Records from a dataset
^^^^

//! OttoWrite Watermarking
//!
//! Embeds a unique, low-visibility identifier into manuscript text using three
//! redundant encodings of the same id, so the mark survives copy/paste and
//! most reformatting: zero-width marks, homoglyph substitution, and
//! sentence-boundary whitespace. Each technique is independently detectable.
//!
//! All transforms are pure and total over string input; binary formats must be
//! reduced to plain text by an external extractor first.

pub mod bits;
pub mod detect;
pub mod fingerprint;
pub mod homoglyph;
pub mod id;
pub mod whitespace;
pub mod zero_width;

pub use bits::BitCursor;
pub use detect::{detect_watermark, WatermarkDetection};
pub use fingerprint::{fingerprint, CharacterFrequency, ContentFingerprint};
pub use id::{generate_watermark_id, WATERMARK_ID_LEN};

use ottowrite_core::models::WatermarkTechnique;

/// The techniques `apply_watermark` embeds, in application order.
pub fn applied_techniques() -> Vec<WatermarkTechnique> {
    vec![
        WatermarkTechnique::ZeroWidth,
        WatermarkTechnique::Homoglyph,
        WatermarkTechnique::Whitespace,
    ]
}

/// Apply all three encodings of `watermark_id` to `text`.
///
/// Each technique consumes its own cursor over the id so the encodings stay
/// independently decodable; stripping one (e.g. zero-width characters) leaves
/// the others intact.
pub fn apply_watermark(text: &str, watermark_id: &str) -> String {
    let marked = zero_width::insert_marks(text, watermark_id);

    let mut homoglyph_bits = BitCursor::new(watermark_id.as_bytes());
    let substituted = homoglyph::encode(&marked, &mut homoglyph_bits);

    let mut whitespace_bits = BitCursor::new(watermark_id.as_bytes());
    whitespace::encode(&substituted, &mut whitespace_bits)
}
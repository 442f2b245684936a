//! Database repositories for the data access layer.
//!
//! Each repository owns one domain entity: shares, the append-only access
//! log, and suspicious-activity alerts. All take a `PgPool` by value (pools
//! are cheaply cloneable handles) and surface `AppError`.

pub mod access_log;
pub mod alert;
pub mod share;

pub use access_log::AccessLogRepository;
pub use alert::AlertRepository;
pub use share::ShareRepository;
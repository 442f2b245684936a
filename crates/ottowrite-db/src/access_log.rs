//! Append-only access log repository.

use chrono::{DateTime, Utc};
use ottowrite_audit::SessionStats;
use ottowrite_core::models::{AccessLogEntry, NewAccessLogEntry};
use ottowrite_core::AppError;
use sqlx::{PgPool, Postgres, Row};
use uuid::Uuid;

/// Repository for the access log. Insert and read only; there is no update or
/// delete path by design of the table.
#[derive(Clone)]
pub struct AccessLogRepository {
    pool: PgPool,
}

impl AccessLogRepository {
    pub fn new(pool: PgPool) -> Self {
        Self { pool }
    }

    /// Append one access attempt, granted or denied.
    #[tracing::instrument(skip(self, entry), fields(db.table = "access_logs", db.operation = "insert"))]
    pub async fn log_access(&self, entry: NewAccessLogEntry) -> Result<AccessLogEntry, AppError> {
        let logged = sqlx::query_as::<Postgres, AccessLogEntry>(
            r#"
            INSERT INTO access_logs (
                submission_id, partner_id, action, granted, denial_reason,
                ip_address, user_agent, device_fingerprint, session_duration_secs
            )
            VALUES ($1, $2, $3, $4, $5, $6, $7, $8, $9)
            RETURNING id, submission_id, partner_id, action, granted, denial_reason,
                      ip_address, user_agent, device_fingerprint, session_duration_secs,
                      created_at
            "#,
        )
        .bind(entry.submission_id)
        .bind(entry.partner_id)
        .bind(entry.action)
        .bind(entry.granted)
        .bind(&entry.denial_reason)
        .bind(&entry.ip_address)
        .bind(&entry.user_agent)
        .bind(&entry.device_fingerprint)
        .bind(entry.session_duration_secs)
        .fetch_one(&self.pool)
        .await
        .map_err(|e| {
            tracing::error!(
                error = ?e,
                submission_id = %entry.submission_id,
                partner_id = %entry.partner_id,
                "Failed to append access log entry"
            );
            e
        })?;

        Ok(logged)
    }

    #[tracing::instrument(skip(self), fields(db.table = "access_logs", db.operation = "select"))]
    pub async fn list_for_submission(
        &self,
        submission_id: Uuid,
        limit: i64,
    ) -> Result<Vec<AccessLogEntry>, AppError> {
        let rows = sqlx::query_as::<Postgres, AccessLogEntry>(
            r#"
            SELECT id, submission_id, partner_id, action, granted, denial_reason,
                   ip_address, user_agent, device_fingerprint, session_duration_secs,
                   created_at
            FROM access_logs
            WHERE submission_id = $1
            ORDER BY created_at DESC
            LIMIT $2
            "#,
        )
        .bind(submission_id)
        .bind(limit)
        .fetch_all(&self.pool)
        .await?;

        Ok(rows)
    }

    /// Aggregate one partner's activity on one submission since `since`, in
    /// the shape the anomaly heuristics consume.
    #[tracing::instrument(skip(self), fields(db.table = "access_logs", db.operation = "aggregate"))]
    pub async fn session_stats(
        &self,
        submission_id: Uuid,
        partner_id: Uuid,
        since: DateTime<Utc>,
    ) -> Result<SessionStats, AppError> {
        let row = sqlx::query(
            r#"
            SELECT
                COUNT(*) AS total_actions,
                COUNT(*) FILTER (WHERE action = 'download_attempted') AS download_attempts,
                COUNT(*) FILTER (WHERE action = 'copy_attempted') AS copy_attempts,
                MAX(session_duration_secs) AS max_session_secs,
                MIN(created_at) AS first_action_at,
                MAX(created_at) AS last_action_at,
                COALESCE(ARRAY_AGG(DISTINCT user_agent)
                    FILTER (WHERE user_agent IS NOT NULL), '{}') AS user_agents
            FROM access_logs
            WHERE submission_id = $1 AND partner_id = $2 AND created_at >= $3
            "#,
        )
        .bind(submission_id)
        .bind(partner_id)
        .bind(since)
        .fetch_one(&self.pool)
        .await?;

        Ok(SessionStats {
            total_actions: row.try_get("total_actions")?,
            download_attempts: row.try_get("download_attempts")?,
            copy_attempts: row.try_get("copy_attempts")?,
            max_session_secs: row.try_get("max_session_secs")?,
            first_action_at: row.try_get("first_action_at")?,
            last_action_at: row.try_get("last_action_at")?,
            user_agents: row.try_get("user_agents")?,
        })
    }

    /// Ids of the rows behind a set of session stats, newest first. Alerts
    /// reference these so a reviewer can replay the evidence.
    #[tracing::instrument(skip(self), fields(db.table = "access_logs", db.operation = "select"))]
    pub async fn recent_log_ids(
        &self,
        submission_id: Uuid,
        partner_id: Uuid,
        since: DateTime<Utc>,
        limit: i64,
    ) -> Result<Vec<i64>, AppError> {
        let ids = sqlx::query_scalar::<Postgres, i64>(
            r#"
            SELECT id FROM access_logs
            WHERE submission_id = $1 AND partner_id = $2 AND created_at >= $3
            ORDER BY created_at DESC
            LIMIT $4
            "#,
        )
        .bind(submission_id)
        .bind(partner_id)
        .bind(since)
        .bind(limit)
        .fetch_all(&self.pool)
        .await?;

        Ok(ids)
    }
}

^^^^

| What is expected |
How many of the lines above contain "substituted"? Give the number by itself.

| Response to this exercise |
2